Creating strong social media content in higher education isn’t just about having good ideas — it’s about building a process that turns those ideas into consistent, meaningful results. For many teams, especially those working with limited time or staffing, content challenges stem less from creativity and more from how ideas are generated, shaped, prioritized, and evaluated.

But even the best content calendar can’t predict everything. Trends emerge. Campus moments unfold. Conversations shift quickly. The most effective teams don’t choose between structure and spontaneity — they build systems that allow for both.

In this panel, higher ed social media professionals share how they’ve developed repeatable content processes that support brainstorming, storytelling, and strategic alignment — while still leaving room to respond to timely opportunities.
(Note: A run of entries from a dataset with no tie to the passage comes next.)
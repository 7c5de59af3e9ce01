//! Update handlers.

use std::sync::Arc;

use devops_dialogs::{Channel, DialogError};
use devops_models::{Activity, Reply};
use teloxide::prelude::*;
use teloxide::types::CallbackQuery;
use tracing::{debug, error, warn};

use crate::channel::TelegramChannel;
use crate::convert;
use crate::state::BotState;

/// Sent once when a turn fails.
pub const APOLOGY: &str = "Sorry, something went wrong while talking to Azure DevOps. Please try again.";

/// Runs a turn and turns a failure into a log record and one apology.
pub async fn run_turn(state: &BotState, channel: &dyn Channel, activity: Activity) {
    let conversation = activity.conversation.clone();
    let err = match state.handle_activity(&activity, channel).await {
        Ok(()) => return,
        Err(err) => err,
    };

    match &err {
        DialogError::InvalidArgument(reason) => {
            warn!(conversation_id = %conversation.id, reason = %reason, "Activity rejected");
            return;
        }
        DialogError::Client(e) => {
            error!(conversation_id = %conversation.id, error = %e, "DevOps request failed");
        }
        other => {
            error!(conversation_id = %conversation.id, error = %other, "Turn failed");
        }
    }

    if let Err(e) = channel.send(&conversation, Reply::text(APOLOGY)).await {
        error!(conversation_id = %conversation.id, error = %e, "Failed to send apology");
    }
}

/// Handle a text message.
pub async fn handle_message(bot: Bot, msg: Message, state: Arc<BotState>) -> ResponseResult<()> {
    let Some(activity) = convert::message_activity(&msg, &state.me) else {
        debug!(chat_id = %msg.chat.id, "Message without sender or text ignored");
        return Ok(());
    };
    run_turn(&state, &TelegramChannel::new(bot), activity).await;
    Ok(())
}

/// Handle members joining a chat.
pub async fn handle_members(bot: Bot, msg: Message, state: Arc<BotState>) -> ResponseResult<()> {
    if let Some(activity) = convert::members_activity(&msg, &state.me) {
        run_turn(&state, &TelegramChannel::new(bot), activity).await;
    }
    Ok(())
}

/// Handle an inline button press.
pub async fn handle_callback(bot: Bot, q: CallbackQuery, state: Arc<BotState>) -> ResponseResult<()> {
    bot.answer_callback_query(q.id.clone()).await?;

    let Some(activity) = convert::callback_activity(&q, &state.me) else {
        debug!(user_id = q.from.id.0, "Callback without data or message ignored");
        return Ok(());
    };
    run_turn(&state, &TelegramChannel::new(bot), activity).await;
    Ok(())
}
Panelists will walk through how they move from initial ideas to published content, how they balance recurring content with emerging trends, and how performance insights shape what they create next.

Rather than chasing perfection or reacting on the fly, this session focuses on creating adaptable frameworks that work across institution sizes, team structures, and resource levels — helping teams plan with intention while staying nimble.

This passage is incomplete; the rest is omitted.